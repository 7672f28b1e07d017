use std::path::PathBuf;

use clap::Parser;

/// Computes the mean and sample standard deviation of a file of numbers.
#[derive(Parser, Debug, Clone, PartialEq)]
#[command(version, about)]
pub struct Args {
    /// File with one number per line
    input: PathBuf,
    /// File the `<mean>, <standard deviation>` line is written to
    output: PathBuf,
}

impl Args {
    pub fn input(&self) -> &PathBuf {
        &self.input
    }

    pub fn output(&self) -> &PathBuf {
        &self.output
    }
}
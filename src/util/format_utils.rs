/**
Renders a float using the shortest digits that round-trip back to the same value.

Integral values keep a trailing `.0`. Magnitudes below 1e-4 or at/above 1e16 are
written in exponent form with a signed exponent of at least two digits, e.g.
`1e+16` or `1.5e-05`. Non-finite values render as `inf`, `-inf` and `nan`.

## Arguments
- `value`: The value to render.

## Returns
The rendered string.
 */
pub fn format_value(value: f64) -> String {
    if value.is_nan() {
        return "nan".to_string();
    }
    if value.is_infinite() {
        return if value.is_sign_positive() { "inf" } else { "-inf" }.to_string();
    }

    // `{:?}` already gives shortest round-trip digits, switching to
    // exponent form at the same magnitudes; only the exponent differs.
    let debug = format!("{:?}", value);
    match debug.split_once('e') {
        Some((mantissa, exponent)) => {
            let (sign, digits) = match exponent.strip_prefix('-') {
                Some(digits) => ('-', digits),
                None => ('+', exponent),
            };
            format!("{}e{}{:0>2}", mantissa, sign, digits)
        }
        None => debug,
    }
}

◇ ◇ ◇

> **Work task**
The response has to give back every record verbatim.

> **Problem solution**
repository 7672f28b1e07d017
use std::path::PathBuf;

use clap::Parser;

/// Computes the mean and sample standard deviation of a file of numbers.
#[derive(Parser, Debug, Clone, PartialEq)]
#[command(version, about)]
pub struct Args {
    /// File with one number per line
    input: PathBuf,
    /// File the `<mean>, <standard deviation>` line is written to
    output: PathBuf,
}

impl Args {
    pub fn input(&self) -> &PathBuf {
        &self.input
    }

    pub fn output(&self) -> &PathBuf {
        &self.output
    }
}
filename src/util/format_utils.rs
/**
Renders a float using the shortest digits that round-trip back to the same value.

Integral values keep a trailing `.0`. Magnitudes below 1e-4 or at/above 1e16 are
written in exponent form with a signed exponent of at least two digits, e.g.
`1e+16` or `1.5e-05`. Non-finite values render as `inf`, `-inf` and `nan`.

## Arguments
- `value`: The value to render.

## Returns
The rendered string.
 */
pub fn format_value(value: f64) -> String {
    if value.is_nan() {
        return "nan".to_string();
    }
    if value.is_infinite() {
        return if value.is_sign_positive() { "inf" } else { "-inf" }.to_string();
    }

    // `{:?}` already gives shortest round-trip digits, switching to
    // exponent form at the same magnitudes; only the exponent differs.
    let debug = format!("{:?}", value);
    match debug.split_once('e') {
        Some((mantissa, exponent)) => {
            let (sign, digits) = match exponent.strip_prefix('-') {
                Some(digits) => ('-', digits),
                None => ('+', exponent),
            };
            format!("{}e{}{:0>2}", mantissa, sign, digits)
        }
        None => debug,
    }
}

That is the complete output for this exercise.